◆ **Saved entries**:
BEGIN

//! Label measurement and placement for nodes and ports.

use crate::geometry::Geometry;
use crate::text::{TextMeasurer, TextStyle};
use narwhal_core::geom::{Size, point, size};
use narwhal_core::options::{HorizontalPlacement, LabelSide, VerticalPlacement};
use narwhal_core::{Graph, LabelId, NodeId, NodeLabelPlacement, PortId, PortLabelPlacement};
use remora::PortSide;

/// Gap between a label and whatever it is placed against.
pub const LABEL_SPACING: f64 = 5.0;

/// Gives every label without a size the size of its text.
pub(crate) fn measure(graph: &Graph, geo: &mut Geometry, measurer: &dyn TextMeasurer) {
    let style = TextStyle::default();
    for (id, label) in graph.labels() {
        let Some(bounds) = geo.labels.get_mut(id.index()) else {
            continue;
        };
        if bounds.size.width != 0.0 || bounds.size.height != 0.0 {
            continue;
        }
        let metrics = measurer.measure(&label.text, &style);
        bounds.size = size(metrics.width, metrics.height);
    }
}

/// Size of `labels` stacked vertically with [`LABEL_SPACING`] between them.
pub(crate) fn stack(geo: &Geometry, labels: &[LabelId]) -> Size {
    let mut out = size(0.0, 0.0);
    for (i, &l) in labels.iter().enumerate() {
        let s = geo.label(l).size;
        out.width = out.width.max(s.width);
        out.height += s.height;
        if i > 0 {
            out.height += LABEL_SPACING;
        }
    }
    out
}

fn node_placement(graph: &Graph, node: NodeId) -> NodeLabelPlacement {
    graph
        .node(node)
        .and_then(|n| n.options.node_label_placement)
        .unwrap_or_default()
}

fn resolved(p: NodeLabelPlacement) -> (HorizontalPlacement, VerticalPlacement, LabelSide) {
    (
        p.horizontal.unwrap_or(HorizontalPlacement::Center),
        p.vertical.unwrap_or(VerticalPlacement::Top),
        p.side.unwrap_or(LabelSide::Inside),
    )
}

/// Vertical room inside-top labels take away from a node's content area.
pub(crate) fn top_reserve(graph: &Graph, geo: &Geometry, node: NodeId) -> f64 {
    let placement = node_placement(graph, node);
    if placement.is_fixed() {
        return 0.0;
    }
    let labels = match graph.node(node) {
        Some(n) if !n.labels().is_empty() => n.labels(),
        _ => return 0.0,
    };
    match resolved(placement) {
        (_, VerticalPlacement::Top, LabelSide::Inside) => stack(geo, labels).height + LABEL_SPACING,
        _ => 0.0,
    }
}

/// Room inside labels need in a node with no content: the label stack plus spacing on all
/// sides.
pub(crate) fn inside_extent(graph: &Graph, geo: &Geometry, node: NodeId) -> Size {
    let placement = node_placement(graph, node);
    let labels = match graph.node(node) {
        Some(n) if !n.labels().is_empty() => n.labels(),
        _ => return size(0.0, 0.0),
    };
    if placement.is_fixed() || resolved(placement).2 == LabelSide::Outside {
        return size(0.0, 0.0);
    }
    let s = stack(geo, labels);
    size(s.width + 2.0 * LABEL_SPACING, s.height + 2.0 * LABEL_SPACING)
}

/// Positions a node's labels relative to the node, which must already be sized.
///
/// `padding_top` is where inside-top labels start: the node's top padding when it has children,
/// [`LABEL_SPACING`] otherwise.
pub(crate) fn place_node_labels(graph: &Graph, geo: &mut Geometry, node: NodeId, padding_top: f64) {
    let placement = node_placement(graph, node);
    if placement.is_fixed() {
        return;
    }
    let Some(data) = graph.node(node) else {
        return;
    };
    let labels = data.labels();
    if labels.is_empty() {
        return;
    }
    let (h, v, side) = resolved(placement);
    let node_size = geo.node(node).size;
    let total = stack(geo, labels);

    let top = match (side, v) {
        (LabelSide::Inside, VerticalPlacement::Top) => padding_top,
        (LabelSide::Inside, VerticalPlacement::Center) => (node_size.height - total.height) / 2.0,
        (LabelSide::Inside, VerticalPlacement::Bottom) => {
            node_size.height - total.height - LABEL_SPACING
        }
        (LabelSide::Outside, VerticalPlacement::Top) => -total.height - LABEL_SPACING,
        (LabelSide::Outside, VerticalPlacement::Center) => (node_size.height - total.height) / 2.0,
        (LabelSide::Outside, VerticalPlacement::Bottom) => node_size.height + LABEL_SPACING,
    };

    let mut y = top;
    for &l in labels {
        let s = geo.label(l).size;
        let x = match (side, h, v) {
            (LabelSide::Outside, HorizontalPlacement::Left, VerticalPlacement::Center) => {
                -s.width - LABEL_SPACING
            }
            (LabelSide::Outside, HorizontalPlacement::Right, VerticalPlacement::Center) => {
                node_size.width + LABEL_SPACING
            }
            (_, HorizontalPlacement::Left, _) => LABEL_SPACING,
            (_, HorizontalPlacement::Center, _) => (node_size.width - s.width) / 2.0,
            (_, HorizontalPlacement::Right, _) => node_size.width - s.width - LABEL_SPACING,
        };
        if let Some(b) = geo.labels.get_mut(l.index()) {
            b.origin = point(x, y);
        }
        y += s.height + LABEL_SPACING;
    }
}

/// Positions the labels of `port`, relative to the port.
pub(crate) fn place_port_labels(
    graph: &Graph,
    geo: &mut Geometry,
    port: PortId,
    side: PortSide,
    placement: PortLabelPlacement,
    next_to_port: bool,
) {
    if placement == PortLabelPlacement::Fixed {
        return;
    }
    let Some(data) = graph.port(port) else {
        return;
    };
    let ps = geo.port(port).size;
    let mut offset = 0.0;
    for &l in data.labels() {
        let ls = geo.label(l).size;
        let s = LABEL_SPACING;
        let (x, y) = match (placement, side, next_to_port) {
            (PortLabelPlacement::Inside, PortSide::West, true) => {
                (ps.width + s, (ps.height - ls.height) / 2.0)
            }
            (PortLabelPlacement::Inside, PortSide::West, false) => (ps.width + s, ps.height),
            (PortLabelPlacement::Inside, PortSide::East, true) => {
                (-ls.width - s, (ps.height - ls.height) / 2.0)
            }
            (PortLabelPlacement::Inside, PortSide::East, false) => (-ls.width - s, ps.height),
            (PortLabelPlacement::Inside, PortSide::North, true) => {
                ((ps.width - ls.width) / 2.0, ps.height + s)
            }
            (PortLabelPlacement::Inside, PortSide::North, false) => (ps.width + s, ps.height + s),
            (PortLabelPlacement::Inside, PortSide::South, true) => {
                ((ps.width - ls.width) / 2.0, -ls.height - s)
            }
            (PortLabelPlacement::Inside, PortSide::South, false) => {
                (ps.width + s, -ls.height - s)
            }
            (_, PortSide::West, true) => (-ls.width - s, (ps.height - ls.height) / 2.0),
            (_, PortSide::West, false) => (-ls.width, -ls.height - s),
            (_, PortSide::East, true) => (ps.width + s, (ps.height - ls.height) / 2.0),
            (_, PortSide::East, false) => (ps.width, -ls.height - s),
            (_, PortSide::North, true) => ((ps.width - ls.width) / 2.0, -ls.height - s),
            (_, PortSide::North, false) => (ps.width + s, -ls.height),
            (_, PortSide::South, true) => ((ps.width - ls.width) / 2.0, ps.height + s),
            (_, PortSide::South, false) => (ps.width + s, ps.height),
        };
        if let Some(b) = geo.labels.get_mut(l.index()) {
            b.origin = point(x, y + offset);
        }
        offset += ls.height + s;
    }
}

/// Room inside a node that its inside port labels need, across each pair of opposite sides.
pub(crate) fn inside_port_label_extent(
    graph: &Graph,
    geo: &Geometry,
    node: NodeId,
    sides: &[PortSide],
) -> Size {
    let Some(data) = graph.node(node) else {
        return size(0.0, 0.0);
    };
    let mut widest = [0.0_f64; 4];
    let mut tallest = [0.0_f64; 4];
    for &p in data.ports() {
        let Some(port) = graph.port(p) else {
            continue;
        };
        let s = stack(geo, port.labels());
        let side = sides.get(p.index()).copied().unwrap_or(PortSide::West);
        let slot = side_slot(side);
        widest[slot] = widest[slot].max(s.width);
        tallest[slot] = tallest[slot].max(s.height);
    }
    let n = side_slot(PortSide::North);
    let e = side_slot(PortSide::East);
    let so = side_slot(PortSide::South);
    let w = side_slot(PortSide::West);
    let width = if widest[w] + widest[e] > 0.0 {
        widest[w] + widest[e] + 3.0 * LABEL_SPACING
    } else {
        0.0
    };
    let height = if tallest[n] + tallest[so] > 0.0 {
        tallest[n] + tallest[so] + 3.0 * LABEL_SPACING
    } else {
        0.0
    };
    size(width, height)
}

fn side_slot(side: PortSide) -> usize {
    match side {
        PortSide::North => 0,
        PortSide::East => 1,
        PortSide::South => 2,
        PortSide::West => 3,
    }
}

END

◆ **REQUIRED WORK**:
From the data, list each line in which the string "North" appears.

◆ **SOLUTION TO THIS TASK**:
            (PortLabelPlacement::Inside, PortSide::North, true) => {
            (PortLabelPlacement::Inside, PortSide::North, false) => (ps.width + s, ps.height + s),
            (_, PortSide::North, true) => ((ps.width - ls.width) / 2.0, -ls.height - s),
            (_, PortSide::North, false) => (ps.width + s, -ls.height),
    let n = side_slot(PortSide::North);
        PortSide::North => 0,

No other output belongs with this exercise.